Could you move to an air bnb, b&b or hotel well out of the area for the 2 weeks. There's bound to be somewhere much much cheaper than £1000 in winter/January.

Dragongirl10 · 24/01/2022 17:44

I'd find the cheapest studio, available and get out (without telling him where l was).... fast, why put yourself at risk by staying ?

MrsMoastyToasty · 24/01/2022 17:50

Can you get away as far as possible by public transport and then get your medical records and medical treatment transferred to a nearby hospital as soon as you have somewhere to live?

VioletLemon · 24/01/2022 17:50

Please leave. Even if it means going Airbnb until your home is ready. Holding your head underwater is just awful, it could have killed you. Block him and don't tell him where you'll be. Never ignore your instincts. Your new home will be fantastic.

VioletLemon · 24/01/2022 17:53

When hotels have low occupancy they may negotiate a "best price". You might be in luck for a long stay.

IwishICouldTurnBackTime · 24/01/2022 18:22

I'm full of admiration for how you've coped with living with such a monster and the steps you've taken to get away.

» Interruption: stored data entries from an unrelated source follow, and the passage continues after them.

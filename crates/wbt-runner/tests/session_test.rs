//! End-to-end tests for preparing and running WhiteboxTools against a fake
//! executable.

#![cfg(unix)]

mod common;

use common::*;
use serial_test::serial;
use std::fs;
use std::path::PathBuf;
use wbt_runner::{
    list_tools, prepare_wbt, tool_parameters, whitebox_tools, PrepareOptions, ToolChain, WbtError,
    WhiteboxConfig, LOCK_FILE,
};

fn hydro_chain() -> ToolChain {
    ToolChain::new()
        .with("BreachDepressions", ["-i=dem.tif", "--fill_pits", "-o=dem_corr.tif"])
        .with("D8Pointer", ["-i=dem_corr.tif", "-o=fdir.tif"])
        .with("ExtractStreams", ["--flow_accum=fdir.tif", "--threshold=10", "-o=streams.shp"])
}

#[test]
#[serial]
fn test_prepare_from_local_zip() {
    let dir = tempfile::tempdir().unwrap();
    let previous = std::env::current_dir().unwrap();
    std::env::set_current_dir(dir.path()).unwrap();

    let zip_path = dir.path().join("cache").join("wbt.zip");
    write_fake_release(&zip_path);
    let wbt_root = dir.path().join("WBT");
    let options = PrepareOptions {
        zip_path: Some(zip_path.clone()),
        ..PrepareOptions::new(&wbt_root)
    };

    let version = prepare_wbt(&options);
    let leftover_tmp: Vec<String> = file_names(dir.path())
        .into_iter()
        .filter(|n| n.starts_with("wbt_"))
        .collect();
    std::env::set_current_dir(previous).unwrap();

    assert_eq!(version.unwrap(), FAKE_VERSION);
    assert!(wbt_root.join("whitebox_tools").exists());
    assert!(!wbt_root.join("readme.txt").exists());
    assert!(!wbt_root.join(LOCK_FILE).exists());
    assert!(zip_path.exists(), "a user-supplied archive is kept");
    assert!(leftover_tmp.is_empty(), "temporary directory removed: {:?}", leftover_tmp);

    // Second run reuses the installed executable without the archive.
    fs::remove_file(&zip_path).unwrap();
    assert_eq!(prepare_wbt(&options).unwrap(), FAKE_VERSION);
}

#[test]
#[serial]
fn test_prepare_rejects_invalid_zip() {
    let dir = tempfile::tempdir().unwrap();
    let previous = std::env::current_dir().unwrap();
    std::env::set_current_dir(dir.path()).unwrap();

    let zip_path = dir.path().join("wbt.zip");
    fs::write(&zip_path, b"<html>not found</html>").unwrap();
    let options = PrepareOptions {
        zip_path: Some(zip_path.clone()),
        max_attempts: 1,
        ..PrepareOptions::new(dir.path().join("WBT"))
    };

    let result = prepare_wbt(&options);
    std::env::set_current_dir(previous).unwrap();

    assert!(matches!(result, Err(WbtError::PrepareFailed { attempts: 1 })));
    assert!(!zip_path.exists(), "a broken archive is deleted");
}

#[test]
fn test_save_selected_outputs() {
    let dir = tempfile::tempdir().unwrap();
    let src = make_src_dir(dir.path());
    let save = dir.path().join("results");
    let wbt_root = dir.path().join("WBT");
    install_fake_wbt(&wbt_root);

    let config = WhiteboxConfig::new(&src, hydro_chain())
        .files_to_save(["fdir.tif", "streams.shp"])
        .save_dir(&save)
        .wbt_root(&wbt_root);
    whitebox_tools(&config).unwrap();

    assert_eq!(
        file_names(&save),
        vec!["fdir.tif", "streams.dbf", "streams.prj", "streams.shp", "streams.shx"]
    );
    assert_eq!(file_names(&src), vec!["calls.log", "dem.tif"]);

    let calls = fs::read_to_string(src.join("calls.log")).unwrap();
    let runs: Vec<&str> = calls
        .lines()
        .map(|l| l.split_whitespace().next().unwrap())
        .collect();
    assert_eq!(
        runs,
        vec!["--run=BreachDepressions", "--run=D8Pointer", "--run=ExtractStreams"]
    );
    assert!(calls.contains("--compress_rasters=false --max_procs=-1"));
}

#[test]
fn test_move_all_outputs_without_selection() {
    let dir = tempfile::tempdir().unwrap();
    let src = make_src_dir(dir.path());
    let save = dir.path().join("results");
    let wbt_root = dir.path().join("WBT");
    install_fake_wbt(&wbt_root);

    // An older copy in save_dir gets replaced.
    fs::create_dir_all(&save).unwrap();
    fs::write(save.join("fdir.tif"), b"stale").unwrap();

    let config = WhiteboxConfig::new(&src, hydro_chain())
        .save_dir(&save)
        .wbt_root(&wbt_root);
    whitebox_tools(&config).unwrap();

    assert_eq!(
        file_names(&save),
        vec![
            "dem_corr.tif",
            "fdir.tif",
            "streams.dbf",
            "streams.prj",
            "streams.shp",
            "streams.shx"
        ]
    );
    assert_ne!(fs::read(save.join("fdir.tif")).unwrap(), b"stale");
    assert_eq!(file_names(&src), vec!["calls.log", "dem.tif"]);
}

#[test]
fn test_same_dir_deletes_unselected_outputs() {
    let dir = tempfile::tempdir().unwrap();
    let src = make_src_dir(dir.path());
    let wbt_root = dir.path().join("WBT");
    install_fake_wbt(&wbt_root);

    let config = WhiteboxConfig::new(&src, hydro_chain())
        .files_to_save(["fdir.tif"])
        .save_dir(&src)
        .wbt_root(&wbt_root);
    whitebox_tools(&config).unwrap();

    assert_eq!(file_names(&src), vec!["calls.log", "dem.tif", "fdir.tif"]);
}

#[test]
fn test_same_dir_keeps_everything_without_selection() {
    let dir = tempfile::tempdir().unwrap();
    let src = make_src_dir(dir.path());
    let wbt_root = dir.path().join("WBT");
    install_fake_wbt(&wbt_root);

    let config = WhiteboxConfig::new(&src, hydro_chain())
        .save_dir(&src)
        .wbt_root(&wbt_root);
    whitebox_tools(&config).unwrap();

    assert_eq!(file_names(&src).len(), 8);
}

#[test]
fn test_failure_removes_outputs() {
    let dir = tempfile::tempdir().unwrap();
    let src = make_src_dir(dir.path());
    let save = dir.path().join("results");
    let wbt_root = dir.path().join("WBT");
    install_fake_wbt(&wbt_root);

    let chain = ToolChain::new()
        .with("Slope", ["-i=dem.tif", "-o=slope.tif"])
        .with("Fail", ["-i=slope.tif", "-o=never.tif"]);
    let config = WhiteboxConfig::new(&src, chain)
        .save_dir(&save)
        .wbt_root(&wbt_root);
    let err = whitebox_tools(&config).unwrap_err();

    match err {
        WbtError::ToolFailed { tool, stderr } => {
            assert_eq!(tool, "Fail");
            assert!(stderr.contains("tool crashed"));
        }
        other => panic!("unexpected error: {other}"),
    }
    assert_eq!(file_names(&src), vec!["calls.log", "dem.tif"]);
    assert!(file_names(&save).is_empty());
}

#[test]
fn test_missing_file_to_save() {
    let dir = tempfile::tempdir().unwrap();
    let src = make_src_dir(dir.path());
    let wbt_root = dir.path().join("WBT");
    install_fake_wbt(&wbt_root);

    let chain = ToolChain::new().with("Slope", ["-i=dem.tif", "-o=slope.tif"]);
    let config = WhiteboxConfig::new(&src, chain)
        .files_to_save(["aspect.tif"])
        .save_dir(dir.path().join("results"))
        .wbt_root(&wbt_root);
    let err = whitebox_tools(&config).unwrap_err();

    assert!(matches!(err, WbtError::OutputNotFound(ref p) if p.ends_with("aspect.tif")));
}

#[test]
fn test_breach_least_cost_runs_single_process() {
    let dir = tempfile::tempdir().unwrap();
    let src = make_src_dir(dir.path());
    let wbt_root = dir.path().join("WBT");
    install_fake_wbt(&wbt_root);

    let chain =
        ToolChain::new().with("BreachDepressionsLeastCost", ["-i=dem.tif", "-o=breached.tif"]);
    let config = WhiteboxConfig::new(&src, chain)
        .save_dir(&src)
        .max_procs(8)
        .compress_rasters(true)
        .wbt_root(&wbt_root);
    whitebox_tools(&config).unwrap();

    let calls = fs::read_to_string(src.join("calls.log")).unwrap();
    assert!(calls.contains("--compress_rasters=true --max_procs=1"));
    assert!(src.join("breached.tif").exists());
}

#[test]
fn test_empty_chain_rejected() {
    let dir = tempfile::tempdir().unwrap();
    let config = WhiteboxConfig::new(dir.path(), ToolChain::new()).wbt_root(dir.path().join("WBT"));
    assert!(matches!(whitebox_tools(&config), Err(WbtError::InvalidConfig(_))));
}

#[test]
fn test_list_tools_and_parameters() {
    let dir = tempfile::tempdir().unwrap();
    let wbt_root: PathBuf = dir.path().join("WBT");
    install_fake_wbt(&wbt_root);

    let tools = list_tools(&wbt_root, None).unwrap();
    assert_eq!(tools.len(), 2);
    assert_eq!(tools["D8Pointer"], "Calculates a D8 flow pointer raster.");

    let params = tool_parameters("Slope", &wbt_root, None).unwrap();
    assert_eq!(params.len(), 1);
    assert_eq!(params[0].flags, vec!["-i", "--dem"]);
    assert!(!params[0].optional);
}
//! Working-directory session around a chain of tool calls.
//!
//! A session runs every tool in the source directory, then decides which of
//! the files the chain declared as outputs (`-o=` / `--output=` arguments)
//! survive:
//!
//! | save_dir      | files_to_save | result |
//! |---------------|---------------|--------|
//! | != src_dir    | listed        | listed files moved, other outputs deleted |
//! | != src_dir    | none          | all outputs moved |
//! | == src_dir    | listed        | unlisted outputs deleted |
//! | == src_dir    | none          | everything kept |
//!
//! If any tool fails, all declared outputs are deleted from the source
//! directory before the error is returned.

use crate::install::remove_if_exists;
use crate::invoke::{run_tool, RunSettings};
use crate::{Result, WbtError};
use serde::de::{MapAccess, Visitor};
use serde::{Deserialize, Deserializer};
use std::collections::BTreeSet;
use std::fmt;
use std::fs;
use std::path::{Path, PathBuf};
use tracing::{debug, error, info, warn};

const SHAPEFILE_SIDECARS: [&str; 3] = ["dbf", "prj", "shx"];

/// One tool invocation: the tool name and its own arguments.
#[derive(Debug, Clone, PartialEq, Eq)]
pub struct ToolCall {
    pub name: String,
    pub args: Vec<String>,
}

impl ToolCall {
    pub fn new(name: impl Into<String>, args: Vec<String>) -> Self {
        Self {
            name: name.into(),
            args,
        }
    }

    /// Files named by `-o=` or `--output...=` arguments.
    pub fn outputs(&self) -> impl Iterator<Item = &str> {
        self.args
            .iter()
            .filter(|arg| arg.starts_with("-o=") || arg.starts_with("--output"))
            .filter_map(|arg| arg.split_once('=').map(|(_, value)| value))
            .filter(|value| !value.is_empty())
    }
}

/// Ordered list of tool calls, run in insertion order.
#[derive(Debug, Clone, Default, PartialEq, Eq)]
pub struct ToolChain {
    calls: Vec<ToolCall>,
}

impl ToolChain {
    pub fn new() -> Self {
        Self::default()
    }

    /// Append a tool call.
    pub fn push<S: Into<String>>(
        &mut self,
        name: impl Into<String>,
        args: impl IntoIterator<Item = S>,
    ) {
        self.calls
            .push(ToolCall::new(name, args.into_iter().map(Into::into).collect()));
    }

    /// Builder form of [`ToolChain::push`].
    pub fn with<S: Into<String>>(
        mut self,
        name: impl Into<String>,
        args: impl IntoIterator<Item = S>,
    ) -> Self {
        self.push(name, args);
        self
    }

    pub fn len(&self) -> usize {
        self.calls.len()
    }

    pub fn is_empty(&self) -> bool {
        self.calls.is_empty()
    }

    pub fn iter(&self) -> std::slice::Iter<'_, ToolCall> {
        self.calls.iter()
    }

    /// Every output file the chain declares, shapefile sidecars included.
    pub fn declared_outputs(&self) -> BTreeSet<String> {
        let mut outputs = BTreeSet::new();
        for output in self.calls.iter().flat_map(ToolCall::outputs) {
            outputs.extend(with_sidecars(output));
        }
        outputs
    }
}

impl<'a> IntoIterator for &'a ToolChain {
    type Item = &'a ToolCall;
    type IntoIter = std::slice::Iter<'a, ToolCall>;

    fn into_iter(self) -> Self::IntoIter {
        self.calls.iter()
    }
}

impl<K, V, S> FromIterator<(K, V)> for ToolChain
where
    K: Into<String>,
    V: IntoIterator<Item = S>,
    S: Into<String>,
{
    fn from_iter<I: IntoIterator<Item = (K, V)>>(iter: I) -> Self {
        let mut chain = ToolChain::new();
        for (name, args) in iter {
            chain.push(name, args);
        }
        chain
    }
}

/// Deserializes from a table of tool name to argument list, keeping the
/// table's order.
impl<'de> Deserialize<'de> for ToolChain {
    fn deserialize<D: Deserializer<'de>>(deserializer: D) -> std::result::Result<Self, D::Error> {
        struct ChainVisitor;

        impl<'de> Visitor<'de> for ChainVisitor {
            type Value = ToolChain;

            fn expecting(&self, f: &mut fmt::Formatter<'_>) -> fmt::Result {
                f.write_str("a table of tool names to argument lists")
            }

            fn visit_map<A: MapAccess<'de>>(
                self,
                mut map: A,
            ) -> std::result::Result<ToolChain, A::Error> {
                let mut chain = ToolChain::new();
                while let Some((name, args)) = map.next_entry::<String, Vec<String>>()? {
                    chain.push(name, args);
                }
                Ok(chain)
            }
        }

        deserializer.deserialize_map(ChainVisitor)
    }
}

/// `name` plus `.dbf`/`.prj`/`.shx` siblings when it is a shapefile.
fn with_sidecars(name: &str) -> Vec<String> {
    let mut names = vec![name.to_string()];
    if let Some(stem) = name.strip_suffix(".shp") {
        names.extend(SHAPEFILE_SIDECARS.iter().map(|ext| format!("{stem}.{ext}")));
    }
    names
}

/// A working-directory session.
#[derive(Debug, Clone)]
pub struct Session {
    src_dir: PathBuf,
    save_dir: PathBuf,
    files_to_save: Option<Vec<String>>,
    version: String,
}

impl Session {
    pub fn new(
        src_dir: impl Into<PathBuf>,
        save_dir: impl Into<PathBuf>,
        files_to_save: Option<Vec<String>>,
        version: impl Into<String>,
    ) -> Self {
        let files_to_save = files_to_save.map(|files| {
            let mut expanded: Vec<String> = Vec::with_capacity(files.len());
            for name in files.iter().flat_map(|f| with_sidecars(f)) {
                if !expanded.contains(&name) {
                    expanded.push(name);
                }
            }
            expanded
        });
        Self {
            src_dir: src_dir.into(),
            save_dir: save_dir.into(),
            files_to_save,
            version: version.into(),
        }
    }

    pub fn src_dir(&self) -> &Path {
        &self.src_dir
    }

    pub fn save_dir(&self) -> &Path {
        &self.save_dir
    }

    /// Files kept after the session, sidecars included.
    pub fn files_to_save(&self) -> Option<&[String]> {
        self.files_to_save.as_deref()
    }

    /// Run the chain and clean up the working directory.
    pub fn run(self, chain: &ToolChain, exe: &Path, settings: &RunSettings) -> Result<()> {
        info!(
            "Starting WhiteboxTools session with source directory: {}",
            display_abs(&self.src_dir)
        );
        let outputs = chain.declared_outputs();

        for call in chain {
            if let Err(e) = run_tool(exe, call, settings, &self.src_dir, &self.version) {
                self.remove_outputs(outputs.iter());
                info!("Deleted all intermediate files.");
                error!("An error occurred: {}", e);
                return Err(e);
            }
        }

        self.cleanup(&outputs)?;
        info!(
            "Completed WhiteboxTools session with source directory: {}",
            display_abs(&self.src_dir)
        );
        Ok(())
    }

    fn cleanup(&self, outputs: &BTreeSet<String>) -> Result<()> {
        if !same_dir(&self.src_dir, &self.save_dir) {
            fs::create_dir_all(&self.save_dir)?;
            match &self.files_to_save {
                Some(files) => {
                    for file in files {
                        let source = self.src_dir.join(file);
                        if !source.exists() {
                            error!("Output file to save {} not found", source.display());
                            return Err(WbtError::OutputNotFound(source));
                        }
                        let destination = self.save_dir.join(file);
                        move_file(&source, &destination)?;
                        info!(
                            "Moved output file {} to {}",
                            source.display(),
                            destination.display()
                        );
                    }
                    self.remove_outputs(outputs.iter());
                    info!("Deleted remaining intermediate files.");
                }
                None => {
                    for file in outputs {
                        let source = self.src_dir.join(file);
                        if !source.exists() {
                            debug!("Declared output {} was not produced", source.display());
                            continue;
                        }
                        move_file(&source, &self.save_dir.join(file))?;
                    }
                }
            }
        } else if let Some(files) = &self.files_to_save {
            let intermediate = outputs.iter().filter(|f| !files.contains(f));
            for file in intermediate {
                remove_if_exists(&self.src_dir.join(file))?;
                info!("Deleted intermediate file {}", file);
            }
        }
        Ok(())
    }

    /// Delete outputs from the source directory, logging failures.
    fn remove_outputs<'a>(&self, outputs: impl Iterator<Item = &'a String>) {
        for file in outputs {
            let path = self.src_dir.join(file);
            if let Err(e) = remove_if_exists(&path) {
                warn!("Failed to delete {}: {}", path.display(), e);
            }
        }
    }
}

/// Move a file, replacing the destination and falling back to copy+remove
/// when a rename is not possible (e.g. across file systems).
fn move_file(source: &Path, destination: &Path) -> Result<()> {
    if let Some(parent) = destination.parent() {
        fs::create_dir_all(parent)?;
    }
    remove_if_exists(destination)?;
    if let Err(e) = fs::rename(source, destination) {
        debug!("rename {} failed ({}), copying instead", source.display(), e);
        fs::copy(source, destination)?;
        fs::remove_file(source)?;
    }
    Ok(())
}

fn same_dir(a: &Path, b: &Path) -> bool {
    match (a.canonicalize(), b.canonicalize()) {
        (Ok(a), Ok(b)) => a == b,
        _ => a == b,
    }
}

fn display_abs(path: &Path) -> String {
    std::path::absolute(path)
        .unwrap_or_else(|_| path.to_path_buf())
        .display()
        .to_string()
}
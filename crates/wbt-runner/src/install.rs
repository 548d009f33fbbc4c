//! Download, extract and cache the WhiteboxTools executable.

use crate::invoke::query_version;
use crate::lock::SoftFileLock;
use crate::platform::Platform;
use crate::{Result, WbtError};
use std::fs::{self, File};
use std::io::{BufWriter, ErrorKind, Write};
use std::path::{Path, PathBuf};
use std::time::Duration;
use tracing::{info, warn};

/// Lock file created inside `wbt_root` while preparing.
pub const LOCK_FILE: &str = ".wbt_lock";

const DOWNLOAD_TIMEOUT: Duration = Duration::from_secs(600);

/// Options for [`prepare_wbt`].
#[derive(Debug, Clone, PartialEq)]
pub struct PrepareOptions {
    /// Directory the `WBT` folder of the release is copied into.
    pub wbt_root: PathBuf,
    /// Keep the downloaded archive here instead of a temporary directory.
    /// The extension is forced to `.zip`.
    pub zip_path: Option<PathBuf>,
    /// Download and extract again even if an executable is present.
    pub refresh_download: bool,
    pub max_attempts: u32,
    /// How long to wait for another process preparing the same `wbt_root`.
    pub lock_timeout: Option<Duration>,
}

impl Default for PrepareOptions {
    fn default() -> Self {
        Self {
            wbt_root: PathBuf::from("WBT"),
            zip_path: None,
            refresh_download: false,
            max_attempts: 3,
            lock_timeout: None,
        }
    }
}

impl PrepareOptions {
    pub fn new(wbt_root: impl Into<PathBuf>) -> Self {
        Self {
            wbt_root: wbt_root.into(),
            ..Self::default()
        }
    }
}

/// Path of the executable inside `wbt_root` for this platform.
pub fn exe_path(wbt_root: &Path) -> Result<PathBuf> {
    Ok(wbt_root.join(Platform::detect()?.exe_name()))
}

/// Make sure WhiteboxTools is installed in `wbt_root` and return its version.
///
/// Only one process prepares a given `wbt_root` at a time; others wait on
/// the lock file and then reuse the installed executable.
pub fn prepare_wbt(options: &PrepareOptions) -> Result<String> {
    let platform = Platform::detect()?;
    fs::create_dir_all(&options.wbt_root)?;
    let _lock = SoftFileLock::acquire(options.wbt_root.join(LOCK_FILE), options.lock_timeout)?;

    for attempt in 1..=options.max_attempts {
        match attempt_prepare(&platform, options) {
            Ok(version) => return Ok(version),
            Err(e) => {
                warn!("{}", e);
                warn!("Attempt {}/{} failed, retrying...", attempt, options.max_attempts);
            }
        }
    }
    Err(WbtError::PrepareFailed {
        attempts: options.max_attempts,
    })
}

fn attempt_prepare(platform: &Platform, options: &PrepareOptions) -> Result<String> {
    let wbt_root = &options.wbt_root;
    let exe = wbt_root.join(platform.exe_name());
    if exe.exists() && !options.refresh_download {
        info!("Using existing WhiteboxTools executable: {}", exe.display());
        return query_version(&exe).inspect_err(|e| warn!("Existing executable is invalid: {}", e));
    }

    clear_dir(wbt_root)?;
    let tmp = tempfile::Builder::new().prefix("wbt_").tempdir_in(".")?;

    let archive = match &options.zip_path {
        Some(path) => path.with_extension("zip"),
        None => tmp.path().join(platform.archive_name()),
    };
    if let Some(parent) = archive.parent().filter(|p| !p.as_os_str().is_empty()) {
        fs::create_dir_all(parent)?;
    }
    if options.refresh_download {
        remove_if_exists(&archive)?;
    }
    if !archive.exists() {
        download(&platform.download_url(), &archive)?;
    }

    let result =
        extract(&archive, wbt_root, tmp.path(), platform).and_then(|_| query_version(&exe));
    if let Err(e) = &result {
        warn!("Extraction failed: {}", e);
        remove_if_exists(&archive)?;
        clear_dir(wbt_root)?;
    }
    result
}

/// Download `url` to `dest`, removing a partial file on failure.
fn download(url: &str, dest: &Path) -> Result<()> {
    info!("Downloading WhiteboxTools from {}", url);
    let result = (|| -> Result<()> {
        let client = reqwest::blocking::Client::builder()
            .timeout(DOWNLOAD_TIMEOUT)
            .build()?;
        let mut response = client.get(url).send()?;
        let status = response.status();
        if !status.is_success() {
            return Err(WbtError::Download {
                url: url.to_string(),
                reason: format!("HTTP {status}"),
            });
        }
        let mut writer = BufWriter::new(File::create(dest)?);
        response.copy_to(&mut writer)?;
        writer.flush()?;
        Ok(())
    })();
    if result.is_err() {
        remove_if_exists(dest)?;
    }
    result
}

/// Unpack the release archive and copy its `WBT` directory into `wbt_root`.
fn extract(archive: &Path, wbt_root: &Path, tmp: &Path, platform: &Platform) -> Result<()> {
    let invalid = |reason: String| WbtError::InvalidArchive {
        path: archive.to_path_buf(),
        reason,
    };
    let mut zip = zip::ZipArchive::new(File::open(archive)?)
        .map_err(|e| invalid(format!("not a valid zip file ({e})")))?;
    zip.extract(tmp).map_err(|e| invalid(e.to_string()))?;

    let wbt_dir = find_wbt_dir(tmp)?
        .ok_or_else(|| invalid("no WhiteboxTools*/WBT directory".into()))?;
    copy_dir_all(&wbt_dir, wbt_root)?;

    #[cfg(unix)]
    make_executable(&wbt_root.join(platform.exe_name()))?;
    #[cfg(not(unix))]
    let _ = platform;

    info!("Extracted WhiteboxTools to {}", wbt_root.display());
    Ok(())
}

/// First `WhiteboxTools*/WBT` directory under `dir`.
fn find_wbt_dir(dir: &Path) -> Result<Option<PathBuf>> {
    let mut candidates: Vec<PathBuf> = fs::read_dir(dir)?
        .filter_map(|entry| entry.ok())
        .filter(|entry| entry.file_name().to_string_lossy().starts_with("WhiteboxTools"))
        .map(|entry| entry.path().join("WBT"))
        .filter(|path| path.is_dir())
        .collect();
    candidates.sort();
    Ok(candidates.into_iter().next())
}

fn copy_dir_all(src: &Path, dst: &Path) -> Result<()> {
    fs::create_dir_all(dst)?;
    for entry in fs::read_dir(src)? {
        let entry = entry?;
        let target = dst.join(entry.file_name());
        if entry.file_type()?.is_dir() {
            copy_dir_all(&entry.path(), &target)?;
        } else {
            fs::copy(entry.path(), target)?;
        }
    }
    Ok(())
}

#[cfg(unix)]
fn make_executable(path: &Path) -> Result<()> {
    use std::os::unix::fs::PermissionsExt;
    let mut permissions = fs::metadata(path)?.permissions();
    permissions.set_mode(permissions.mode() | 0o111);
    fs::set_permissions(path, permissions)?;
    Ok(())
}

/// Remove everything in `dir` except the lock file.
fn clear_dir(dir: &Path) -> Result<()> {
    let entries = match fs::read_dir(dir) {
        Ok(entries) => entries,
        Err(e) if e.kind() == ErrorKind::NotFound => return Ok(()),
        Err(e) => return Err(e.into()),
    };
    for entry in entries {
        let entry = entry?;
        if entry.file_name() == LOCK_FILE {
            continue;
        }
        if entry.file_type()?.is_dir() {
            fs::remove_dir_all(entry.path())?;
        } else {
            fs::remove_file(entry.path())?;
        }
    }
    Ok(())
}

pub(crate) fn remove_if_exists(path: &Path) -> Result<()> {
    match fs::remove_file(path) {
        Err(e) if e.kind() != ErrorKind::NotFound => Err(e.into()),
        _ => Ok(()),
    }
}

I can't offer any practical advice, as I've never had to deal with anything remotely like your situation, but I feel concerned for you that he may discover this post.....are you sure he doesn't have any access to your phone/laptop?

Georgeskitchen · 24/01/2022 19:08

Not really any advice except stay strong.....you're almost there!!

MadeForThis · 24/01/2022 19:32

Good luck

Peanutssuck · 24/01/2022 20:08

You are so strong. Wishing you all the luck in the world

QuiteAtALoss · 24/01/2022 20:12

I just remembered, my local women's aid charity negotiated cheap prices with hotels and Airbnb's over lockdown, could you ask yours about similar options?